Naturalist and photographer Todd Pusser works to document the extraordinary diversity of life both near and far. His images can be found at www.ToddPusser.com.

Story of a House

Christmas and Beyond

Seasoned with a light touch

By Deborah Salomon     Photographs by John Gessner

Minimalist. Christmas. Opposites.

Decorating a home for Christmas suggests tinsel, paper chains, gingerbread villages, candles, holly wreathes, mangers, Santas, angels, lights-lights-lights.

Not necessarily. A few absolutely perfect — in scale and taste — Yuletide arrangements can make a house glow. Especially when the house itself is tailored to its occupants’ lifestyle, where decorations lean toward the elegant, the traditional, the spare.

Garlands. Ribbons. Wreaths.

This happens at the Country Club of North Carolina home of Teresa Marshall and Rick Kline, who married in their new living room last December. Accommodations for the COVID-19 pandemic limited them to 10 guests sitting on white sofas arranged like pews.

Framing the scene were miles of moldings: crown, window, door. High ceilings completed the effect — airy and calm — which, all things considered, also provides the ideal stage for Christmas decorations.

No snowmen. No reindeer. No elves.

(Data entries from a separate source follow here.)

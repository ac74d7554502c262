//! Result area: tabs, sections, error banner.

use leptos::prelude::*;

use super::ErrorBannerView;
use crate::reply::IsoFinding;
use crate::ui::components::{
    Badge, BadgeVariant, Button, ButtonSize, ButtonVariant, Card, CardContent, CardHeader,
};
use crate::ui::model::{EMPTY_SECTION, ListingView, ResultPanel, Section, TabButton, TestCaseRow};
use crate::ui::session_action;

#[component]
pub fn ResultsView(session_id: String, panel: ResultPanel) -> impl IntoView {
    let ResultPanel {
        mode,
        tabs,
        sections,
        error,
    } = panel;

    let banner = error.map(|banner| view! { <ErrorBannerView banner=banner /> });
    let tab_bar = (!tabs.is_empty()).then(|| {
        let buttons = tabs
            .into_iter()
            .map(|tab| view! { <TabSelector session_id=session_id.clone() tab=tab /> })
            .collect_view();
        view! { <nav class="tabs" role="tablist">{buttons}</nav> }
    });
    let body = sections
        .into_iter()
        .map(|section| section_view(&session_id, section))
        .collect_view();

    view! {
        <div class="results" data-display-mode=mode.as_str()>
            {banner}
            {tab_bar}
            {body}
        </div>
    }
}

#[component]
fn TabSelector(session_id: String, tab: TabButton) -> impl IntoView {
    let action = session_action(&session_id, &format!("tabs/{}", tab.tab.slug()));
    let variant = if tab.active {
        ButtonVariant::TabActive
    } else {
        ButtonVariant::Tab
    };

    view! {
        <form
            class="tab-form"
            method="post"
            action=action.clone()
            hx-post=action
            hx-target="#view"
            hx-swap="outerHTML"
            data-tab=tab.tab.slug()
            data-active=tab.active.to_string()
        >
            <Button variant=variant size=ButtonSize::Sm>
                {tab.tab.label()}
            </Button>
        </form>
    }
}

fn section_view(session_id: &str, section: Section) -> AnyView {
    match section {
        Section::Answer { text } => view! {
            <Card section="answer">
                <CardHeader title="💡 Answer" />
                <CardContent>
                    <p class="answer-text">{text}</p>
                </CardContent>
            </Card>
        }
        .into_any(),
        Section::Requirement { json } => view! {
            <Card section="requirement">
                <CardHeader title="📌 Requirement" />
                <CardContent>
                    <pre class="json">{json}</pre>
                </CardContent>
            </Card>
        }
        .into_any(),
        Section::TestCases(listing) => {
            let content = match listing {
                ListingView::Items(rows) if rows.is_empty() => {
                    view! { <p class="empty">"No test cases returned."</p> }.into_any()
                }
                ListingView::Items(rows) => {
                    let items = rows
                        .into_iter()
                        .map(|row| view! { <TestCaseItem session_id=session_id.to_string() row=row /> })
                        .collect_view();
                    view! { <ul class="test-cases">{items}</ul> }.into_any()
                }
                ListingView::Raw(json) => view! { <pre class="json">{json}</pre> }.into_any(),
            };
            view! {
                <Card section="test_cases">
                    <CardHeader title="🧪 Test Cases" />
                    <CardContent>{content}</CardContent>
                </Card>
            }
            .into_any()
        }
        Section::Iso(listing) => {
            let content = match listing {
                ListingView::Items(findings) if findings.is_empty() => {
                    view! { <p class="empty">"No ISO findings returned."</p> }.into_any()
                }
                ListingView::Items(findings) => {
                    let items = findings
                        .into_iter()
                        .map(|finding| view! { <IsoFindingItem finding=finding /> })
                        .collect_view();
                    view! { <ul class="iso-findings">{items}</ul> }.into_any()
                }
                ListingView::Raw(json) => view! { <pre class="json">{json}</pre> }.into_any(),
            };
            view! {
                <Card section="iso_validation">
                    <CardHeader title="✅ ISO Validation" />
                    <CardContent>{content}</CardContent>
                </Card>
            }
            .into_any()
        }
        Section::Empty { tab } => view! {
            <div class="card-panel" data-section="empty" data-tab=tab.slug()>
                <p class="empty">{EMPTY_SECTION}</p>
            </div>
        }
        .into_any(),
    }
}

#[component]
fn TestCaseItem(session_id: String, row: TestCaseRow) -> impl IntoView {
    let TestCaseRow { case, passed } = row;
    let test_case_id = case.test_case_id;
    let action = session_action(&session_id, "passed");
    let mark_label = if passed { "Passed ✔" } else { "✔ Mark as Passed" };
    let mark_variant = if passed {
        ButtonVariant::Secondary
    } else {
        ButtonVariant::Primary
    };

    let preconditions = (!case.preconditions.is_empty()).then(|| {
        let items = case
            .preconditions
            .iter()
            .map(|p| view! { <li>{p.clone()}</li> })
            .collect_view();
        view! {
            <div class="preconditions">
                <span class="label">"Preconditions"</span>
                <ul>{items}</ul>
            </div>
        }
    });
    let steps = (!case.steps.is_empty()).then(|| {
        let items = case
            .steps
            .iter()
            .map(|s| view! { <li>{s.clone()}</li> })
            .collect_view();
        view! {
            <div class="steps">
                <span class="label">"Steps"</span>
                <ol>{items}</ol>
            </div>
        }
    });
    let passed_badge = passed.then(|| view! { <Badge variant=BadgeVariant::Passed>"Passed"</Badge> });

    view! {
        <li class="test-case" data-test-case-id=test_case_id.clone() data-passed=passed.to_string()>
            <b>{test_case_id.clone()}":"</b>
            " "
            {case.title}
            {passed_badge}
            <br />
            <small class="expected">{case.expected_result}</small>
            {preconditions}
            {steps}
            <form
                class="mark-form"
                method="post"
                action=action.clone()
                hx-post=action
                hx-target="#view"
                hx-swap="outerHTML"
            >
                <input type="hidden" name="test_case_id" value=test_case_id.clone() />
                <Button variant=mark_variant size=ButtonSize::Sm>
                    {mark_label}
                </Button>
            </form>
        </li>
    }
}

#[component]
fn IsoFindingItem(finding: IsoFinding) -> impl IntoView {
    let verdict = finding.verdict();
    let variant = BadgeVariant::for_compliance(finding.compliant);
    let missing = (!finding.missing_elements.is_empty()).then(|| {
        let missing = finding.missing_elements.clone();
        view! { <p class="missing">"Missing: " {missing}</p> }
    });
    let req = (!finding.req_id.is_empty()).then(|| {
        let req_id = finding.req_id.clone();
        view! { <small class="req-id">"Requirement " {req_id}</small> }
    });

    view! {
        <li class="iso-finding" data-compliant=finding.compliant.to_string()>
            <b>{finding.test_case_id}</b>
            " – "
            <Badge variant=variant>{verdict}</Badge>
            {req}
            <br />
            <small class="iso-refs">{finding.related_iso_refs}</small>
            <br />
            <i class="suggestions">{finding.suggestions}</i>
            {missing}
        </li>
    }
}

Santa survived the cut.

“We just wanted a little bit of Christmas in all the main rooms,” Teresa says.

Helping to realize the effect was Matthew Hollyfield of Hollyfield Design. He was tasked with creating arrangements that could be augmented with red roses for the wedding on Dec. 27. In Teresa’s childhood home, the tree, decorated by her mother, was the focus. “I felt strongly about that,” she says. All Rick remembers is “just a tree and a lot of toys.” And butter cookies. Their wish was simple. “We wanted to establish our own traditions, carry over decorations and add to them every year,” she says.

Teresa wanted the main tree in the living room, in front of a window, and a tabletop tree visible from the bottom of a high staircase, festooned with greenery — the very staircase she descended in her wedding gown. Partial to large glass ball ornaments, she sat back, turned on the music and watched Hollyfield hang them. A tray of succulents extended over the kitchen countertop; a small arrangement centered the dining room table. Understated, but a presence.

Outside, more garlands of pine and fir, to be augmented this year by lighted trees. Teresa and Rick decorate immediately after Thanksgiving. Otherwise, there’s hardly time to enjoy. Greenery must be best-quality manmade, and reusable. Spray-on piney scents are optional.

Hollyfield confirmed the house was an excellent backdrop. The decorations didn’t have to compete with “a lot of heavy oil paintings,” he says. Rick and Teresa prefer landscapes by local artists, including one by Jessie Mackay, who lives just down the road. Otherwise, expanses of white walls, framed by those amazing moldings, beg seasonal adornment.

Ah, the house: White-painted brick stretches asymmetrically across a knoll overlooking the Dogwood Course and lake beyond. A circular driveway surrounds close-cropped grass, green enough for putting. Tall pines dominate the background, where a pair of eagles nest.

Location. Location. Location.

Teresa and Rick were living within sight of this prime property, conveniently vacant. Their house needed renovations. Why not start over, build their dream home on the lot with the million-dollar view?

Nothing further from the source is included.